*** Opening Dataset records ***
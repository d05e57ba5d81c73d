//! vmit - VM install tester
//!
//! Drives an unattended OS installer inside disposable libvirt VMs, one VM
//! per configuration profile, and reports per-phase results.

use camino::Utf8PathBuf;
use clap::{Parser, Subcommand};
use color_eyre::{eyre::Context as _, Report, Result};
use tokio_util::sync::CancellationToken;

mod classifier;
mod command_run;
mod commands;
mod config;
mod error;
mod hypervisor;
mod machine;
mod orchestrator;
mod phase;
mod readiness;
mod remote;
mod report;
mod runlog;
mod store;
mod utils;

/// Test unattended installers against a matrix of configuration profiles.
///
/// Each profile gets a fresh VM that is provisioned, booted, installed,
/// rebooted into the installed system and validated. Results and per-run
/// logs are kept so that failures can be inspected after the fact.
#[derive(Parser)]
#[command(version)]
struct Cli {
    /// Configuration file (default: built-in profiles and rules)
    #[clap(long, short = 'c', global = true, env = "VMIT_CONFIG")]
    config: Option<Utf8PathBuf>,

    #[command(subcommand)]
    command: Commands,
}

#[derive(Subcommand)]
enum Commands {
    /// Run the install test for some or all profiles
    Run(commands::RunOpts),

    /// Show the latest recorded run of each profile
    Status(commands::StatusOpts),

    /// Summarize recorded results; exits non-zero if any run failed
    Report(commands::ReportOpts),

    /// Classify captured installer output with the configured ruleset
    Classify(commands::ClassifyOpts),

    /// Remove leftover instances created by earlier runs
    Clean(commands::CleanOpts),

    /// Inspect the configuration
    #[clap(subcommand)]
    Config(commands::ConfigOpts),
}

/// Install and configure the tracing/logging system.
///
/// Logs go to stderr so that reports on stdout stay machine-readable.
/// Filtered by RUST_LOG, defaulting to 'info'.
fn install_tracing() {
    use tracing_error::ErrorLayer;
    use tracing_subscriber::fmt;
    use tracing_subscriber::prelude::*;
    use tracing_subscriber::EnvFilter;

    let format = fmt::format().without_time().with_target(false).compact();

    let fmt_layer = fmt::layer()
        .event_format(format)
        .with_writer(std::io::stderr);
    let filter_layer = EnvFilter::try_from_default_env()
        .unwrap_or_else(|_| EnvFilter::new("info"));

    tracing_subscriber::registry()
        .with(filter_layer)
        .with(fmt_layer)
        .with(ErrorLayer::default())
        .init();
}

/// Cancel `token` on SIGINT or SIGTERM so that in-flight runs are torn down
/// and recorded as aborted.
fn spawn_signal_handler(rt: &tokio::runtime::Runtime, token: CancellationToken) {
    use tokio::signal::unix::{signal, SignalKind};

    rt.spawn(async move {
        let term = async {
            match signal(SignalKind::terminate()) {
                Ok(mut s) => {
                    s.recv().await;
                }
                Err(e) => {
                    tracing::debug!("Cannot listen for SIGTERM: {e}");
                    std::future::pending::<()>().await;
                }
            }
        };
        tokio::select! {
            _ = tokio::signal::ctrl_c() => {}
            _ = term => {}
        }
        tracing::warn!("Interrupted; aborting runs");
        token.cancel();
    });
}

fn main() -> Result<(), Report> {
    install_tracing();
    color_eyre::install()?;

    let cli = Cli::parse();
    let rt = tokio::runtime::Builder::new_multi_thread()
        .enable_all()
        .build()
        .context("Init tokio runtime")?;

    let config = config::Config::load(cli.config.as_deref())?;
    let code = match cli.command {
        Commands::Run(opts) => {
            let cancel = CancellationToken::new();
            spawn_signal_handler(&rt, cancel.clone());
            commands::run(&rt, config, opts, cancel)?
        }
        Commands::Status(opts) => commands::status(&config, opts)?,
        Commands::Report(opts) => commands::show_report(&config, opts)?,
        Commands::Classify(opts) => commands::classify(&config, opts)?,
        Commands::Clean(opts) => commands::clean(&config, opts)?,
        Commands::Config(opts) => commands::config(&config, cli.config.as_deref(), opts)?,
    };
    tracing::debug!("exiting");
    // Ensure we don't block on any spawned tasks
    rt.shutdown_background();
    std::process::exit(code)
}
*** Closing Dataset records ***
*** Opening Dataset records ***
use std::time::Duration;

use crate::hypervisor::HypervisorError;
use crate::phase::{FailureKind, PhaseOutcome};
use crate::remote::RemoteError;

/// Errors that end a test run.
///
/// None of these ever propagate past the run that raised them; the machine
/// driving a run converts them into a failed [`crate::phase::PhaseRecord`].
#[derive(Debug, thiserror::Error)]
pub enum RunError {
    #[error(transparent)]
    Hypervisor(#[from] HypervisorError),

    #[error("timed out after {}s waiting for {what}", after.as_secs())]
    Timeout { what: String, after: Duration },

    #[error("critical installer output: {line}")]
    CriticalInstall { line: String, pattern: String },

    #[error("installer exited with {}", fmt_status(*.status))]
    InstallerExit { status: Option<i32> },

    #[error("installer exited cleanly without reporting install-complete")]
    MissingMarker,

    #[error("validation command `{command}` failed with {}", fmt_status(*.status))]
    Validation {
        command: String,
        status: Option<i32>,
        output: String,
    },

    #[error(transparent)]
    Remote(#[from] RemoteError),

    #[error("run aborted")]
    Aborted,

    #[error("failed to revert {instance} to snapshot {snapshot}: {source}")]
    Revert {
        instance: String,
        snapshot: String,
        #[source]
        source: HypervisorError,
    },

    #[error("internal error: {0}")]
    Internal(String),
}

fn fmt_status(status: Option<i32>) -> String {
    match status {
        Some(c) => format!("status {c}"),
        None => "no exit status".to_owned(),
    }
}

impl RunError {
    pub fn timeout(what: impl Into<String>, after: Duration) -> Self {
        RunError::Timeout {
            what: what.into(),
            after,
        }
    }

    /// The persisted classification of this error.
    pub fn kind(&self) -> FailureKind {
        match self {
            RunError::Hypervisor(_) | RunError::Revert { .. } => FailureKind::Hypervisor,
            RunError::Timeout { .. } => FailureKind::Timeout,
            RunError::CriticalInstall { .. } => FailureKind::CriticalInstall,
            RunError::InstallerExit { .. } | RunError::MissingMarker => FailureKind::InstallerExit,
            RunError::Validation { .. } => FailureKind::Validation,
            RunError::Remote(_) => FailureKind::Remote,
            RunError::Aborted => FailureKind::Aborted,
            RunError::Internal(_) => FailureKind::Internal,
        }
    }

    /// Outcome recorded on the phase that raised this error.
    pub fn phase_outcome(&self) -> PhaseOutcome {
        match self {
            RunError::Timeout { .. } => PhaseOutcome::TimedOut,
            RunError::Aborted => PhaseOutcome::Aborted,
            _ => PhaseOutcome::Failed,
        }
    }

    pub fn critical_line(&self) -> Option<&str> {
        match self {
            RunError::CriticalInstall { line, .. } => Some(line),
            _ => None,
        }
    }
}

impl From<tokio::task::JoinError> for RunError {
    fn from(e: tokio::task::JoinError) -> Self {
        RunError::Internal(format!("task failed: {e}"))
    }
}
*** Closing Dataset records ***
What you are asked to do:
Make a copy of each line in the records that has the word "ErrorLayer".

Response box:
    use tracing_error::ErrorLayer;
        .with(ErrorLayer::default())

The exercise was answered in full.